235. THE COST, TO THE IMPORTER, OF LEGHORN PLAT AND STRAW.—The Plat which is imported from Leghorn in the shape of plat, pays a duty of seventeen shillings the pound weight, and stands is the importer in about sixty shillings a pound, altogether. The plat which is imported in the form of hats, pays a duty of five and eight pence per hat, unless the hat exceed twenty-two inches in diameter, and then the duty is double. What the prime cost of the hat is, when bought in Italy, and what the amount of the freight and insurance, I cannot say. Of Leghorn straw no great quantity appears to have been imported. Some, however, is imported, and it pays a duty of twenty per cent.; and probably stands the importer, all charges included, in three, four, or five shillings a pound. Now, I will pledge myself to furnish any quantity of straw of any degree of fineness, not finer than hog’s bristles, to persons ready to contract with me for it I should not be afraid to say that I would furnish straw, equal in all respects to Leghorn straw, for less than half the price which Leghorn straw costs. How cheaply, then, can such straw be furnished by persons who live in the country, who have the land, the grass, the grain, the barns, and, into the bargain, the labouring people, all ready to their hand!

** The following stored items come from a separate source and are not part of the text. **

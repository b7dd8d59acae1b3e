//! Platform crawlers driven by the crawl service
//!
//! A platform is anything that yields a ranked list of [`NewsItem`]s: a
//! configured HTML source or a JSON hot-list API.

use std::collections::HashSet;
use std::sync::Arc;
use std::time::Duration;

use async_trait::async_trait;
use serde_json::Value;
use tracing::warn;

use super::configurable::ConfigurableHtmlCrawler;
use super::fetcher::{FetchRequest, PageFetcher};
use super::headers::referer_for;
use crate::config::{PlatformSource, SourceKind};
use crate::models::{JsonApiConfig, NewsItem, SourceConfig};
use crate::parser::normalize_published_at;
use crate::parser::sanitize::sanitize_inline;
use crate::utils::error::{CrawlerError, ParseError};
use crate::utils::resolve_url;

/// One crawlable platform
#[async_trait]
pub trait PlatformCrawler: Send + Sync {
    /// Stable identifier used in results and storage
    fn id(&self) -> &str;

    /// Fetch the platform's items, in search mode when `keywords` is non-empty
    /// and the platform supports it
    async fn fetch(&self, keywords: &[String]) -> Result<Vec<NewsItem>, CrawlerError>;
}

/// HTML source handled by the [`ConfigurableHtmlCrawler`]
pub struct HtmlPlatform {
    id: String,
    source: SourceConfig,
    crawler: Arc<ConfigurableHtmlCrawler>,
}

impl HtmlPlatform {
    pub fn new(id: impl Into<String>, source: SourceConfig, crawler: Arc<ConfigurableHtmlCrawler>) -> Self {
        Self {
            id: id.into(),
            source,
            crawler,
        }
    }
}

#[async_trait]
impl PlatformCrawler for HtmlPlatform {
    fn id(&self) -> &str {
        &self.id
    }

    async fn fetch(&self, keywords: &[String]) -> Result<Vec<NewsItem>, CrawlerError> {
        self.crawler
            .try_extract_with_keywords(&self.source, keywords)
            .await
    }
}

/// JSON hot-list API
pub struct JsonApiPlatform {
    id: String,
    api: JsonApiConfig,
    fetcher: Arc<dyn PageFetcher>,
    timeout: Duration,
}

impl JsonApiPlatform {
    pub fn new(
        id: impl Into<String>,
        api: JsonApiConfig,
        fetcher: Arc<dyn PageFetcher>,
        timeout: Duration,
    ) -> Self {
        Self {
            id: id.into(),
            api,
            fetcher,
            timeout,
        }
    }

    fn request(&self, url: String) -> FetchRequest {
        let referer = referer_for(&url, None);
        FetchRequest {
            url,
            method: self.api.method,
            headers: self.api.headers.clone(),
            params: self.api.params.clone(),
            body: self.api.body.clone(),
            referer,
            timeout: self.timeout,
            retries: 0,
        }
    }

    async fn fetch_url(&self, url: String) -> Result<Vec<NewsItem>, CrawlerError> {
        let body = self.fetcher.fetch(&self.request(url)).await?;
        Ok(parse_json_items(&body, &self.api)?)
    }
}

#[async_trait]
impl PlatformCrawler for JsonApiPlatform {
    fn id(&self) -> &str {
        &self.id
    }

    async fn fetch(&self, keywords: &[String]) -> Result<Vec<NewsItem>, CrawlerError> {
        let search_url = match &self.api.search_url {
            Some(template) if !keywords.is_empty() => template,
            _ => return self.fetch_url(self.api.url.clone()).await,
        };

        let mut merged = Vec::new();
        let mut seen = HashSet::new();
        let mut last_error = None;
        let mut any_succeeded = false;

        for keyword in keywords {
            let encoded: String =
                url::form_urlencoded::byte_serialize(keyword.as_bytes()).collect();
            match self.fetch_url(search_url.replace("{keyword}", &encoded)).await {
                Ok(items) => {
                    any_succeeded = true;
                    merged.extend(items.into_iter().filter(|i| seen.insert(i.dedup_key())));
                }
                Err(e) => {
                    warn!(platform = %self.id, keyword = %keyword, error = %e, "Keyword search failed");
                    last_error = Some(e);
                }
            }
        }

        if !any_succeeded {
            if let Some(e) = last_error {
                return Err(e);
            }
        }
        if let Some(limit) = self.api.limit {
            merged.truncate(limit);
        }
        for (i, item) in merged.iter_mut().enumerate() {
            item.rank = i as u32 + 1;
        }
        Ok(merged)
    }
}

/// Build the crawler for one operator source
///
/// HTML sources share `html`; JSON sources fetch through `fetcher` with
/// `timeout`.
pub fn build_platform(
    source: &PlatformSource,
    html: &Arc<ConfigurableHtmlCrawler>,
    fetcher: &Arc<dyn PageFetcher>,
    timeout: Duration,
) -> Arc<dyn PlatformCrawler> {
    match &source.kind {
        SourceKind::Html { config } => Arc::new(HtmlPlatform::new(
            source.id.clone(),
            config.clone(),
            Arc::clone(html),
        )),
        SourceKind::JsonApi { api } => Arc::new(JsonApiPlatform::new(
            source.id.clone(),
            api.clone(),
            Arc::clone(fetcher),
            timeout,
        )),
    }
}

/// Read ranked items out of a JSON response
///
/// # Errors
///
/// Returns `ParseError::Json` when the body is not JSON or the items
/// pointer does not lead to an array.
pub fn parse_json_items(body: &str, api: &JsonApiConfig) -> Result<Vec<NewsItem>, ParseError> {
    let root: Value = serde_json::from_str(body).map_err(|e| ParseError::Json(e.to_string()))?;

    let entries = if api.items_pointer.is_empty() {
        Some(&root)
    } else {
        root.pointer(&api.items_pointer)
    }
    .and_then(Value::as_array)
    .ok_or_else(|| ParseError::Json(format!("no item array at '{}'", api.items_pointer)))?;

    let limit = api.limit.unwrap_or(usize::MAX);
    let mut items = Vec::new();

    for entry in entries {
        if items.len() >= limit {
            break;
        }
        let Some(title) = pointer_text(entry, Some(&api.title_pointer))
            .map(|t| sanitize_inline(&t))
            .filter(|t| !t.is_empty())
        else {
            continue;
        };

        let url = pointer_text(entry, api.url_pointer.as_ref()).and_then(|value| {
            let raw = match &api.url_template {
                Some(template) => template.replace("{value}", &value),
                None => value,
            };
            resolve_url(Some(&api.url), &raw)
        });

        items.push(NewsItem {
            title,
            url,
            mobile_url: pointer_text(entry, api.mobile_url_pointer.as_ref())
                .and_then(|v| resolve_url(Some(&api.url), &v)),
            rank: items.len() as u32 + 1,
            content: pointer_text(entry, api.summary_pointer.as_ref())
                .map(|s| sanitize_inline(&s))
                .filter(|s| !s.is_empty()),
            published_at: pointer_text(entry, api.published_at_pointer.as_ref())
                .map(|v| normalize_published_at(&v)),
        });
    }

    Ok(items)
}

fn pointer_text(entry: &Value, pointer: Option<&String>) -> Option<String> {
    match entry.pointer(pointer?)? {
        Value::String(s) => Some(s.trim().to_string()).filter(|s| !s.is_empty()),
        Value::Number(n) => Some(n.to_string()),
        _ => None,
    }
}

#[cfg(test)]
mod tests {
    use super::*;

    fn api() -> JsonApiConfig {
        serde_json::from_value(serde_json::json!({
            "url": "https://api.example.com/hot",
            "itemsPointer": "/data/list",
            "titlePointer": "/word",
            "urlPointer": "/id",
            "urlTemplate": "https://example.com/topic/{value}",
            "publishedAtPointer": "/ts",
            "limit": 2
        }))
        .unwrap()
    }

    #[test]
    fn test_parse_json_items() {
        let body = r#"{"data":{"list":[
            {"word":"<em>手机</em>芯片降价","id":101,"ts":1700000000},
            {"word":"","id":102},
            {"word":"新款手机发布","id":"103"},
            {"word":"third","id":104}
        ]}}"#;
        let items = parse_json_items(body, &api()).unwrap();

        assert_eq!(items.len(), 2);
        assert_eq!(items[0].title, "手机芯片降价");
        assert_eq!(items[0].url.as_deref(), Some("https://example.com/topic/101"));
        assert_eq!(items[0].published_at.as_deref(), Some("2023-11-14T22:13:20+00:00"));
        assert_eq!(items[1].title, "新款手机发布");
        assert_eq!(items[1].rank, 2);
    }

    #[test]
    fn test_parse_json_items_errors() {
        assert!(matches!(parse_json_items("not json", &api()), Err(ParseError::Json(_))));
        assert!(matches!(
            parse_json_items(r#"{"data":{"list":{}}}"#, &api()),
            Err(ParseError::Json(_))
        ));
    }

    #[test]
    fn test_root_array() {
        let mut config = api();
        config.items_pointer = String::new();
        config.limit = None;
        let items = parse_json_items(r#"[{"word":"a headline","id":1}]"#, &config).unwrap();
        assert_eq!(items.len(), 1);
        assert_eq!(items[0].rank, 1);
    }
}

236. In conclusion, I have to observe, that, I by no means send forth this Essay as containing opinions and instructions that are to undergo no alteration. I am, indeed, endeavouring to teach others; but I am myself only a learner. Experience will, doubtless, make me much more perfect in a knowledge of the several parts of the subject; and the fruit of this experience I shall be careful to communicate to the public. I am strongly disposed to believe that the manufacture, the establishment of which I am endeavouring to promote, will be beneficial to my country in many respects, and particularly, that it will tend to better the lot of the labouring classes; to cause them to live better than they now live; to give them better food and better raiment than they now have; and to assist in driving from their minds the effects of that pernicious and despicable cant which has long been dinning into their ears, that hungry bellies and ragged backs are marks of the grace of God. At the time when I was leaving a felons’ jail, in which I had been imprisoned for two years for having expressed my indignation at the flogging of Englishmen in the heart of England, under a guard of Hanoverian bayonets; at that time, in answer to some gentlemen, who presented me with an address, congratulating me on the preservation of my health, and expressing their indignation at the fine of a thousand pounds which I had just paid, and at the bonds for seven years into which I had been compelled to enter, my observation to those gentlemen was, that I should always remember this treatment, but that the only way in which, I should seek to be revenged of my enemies, was by rendering services to that Country of which they were the insolent oppressors.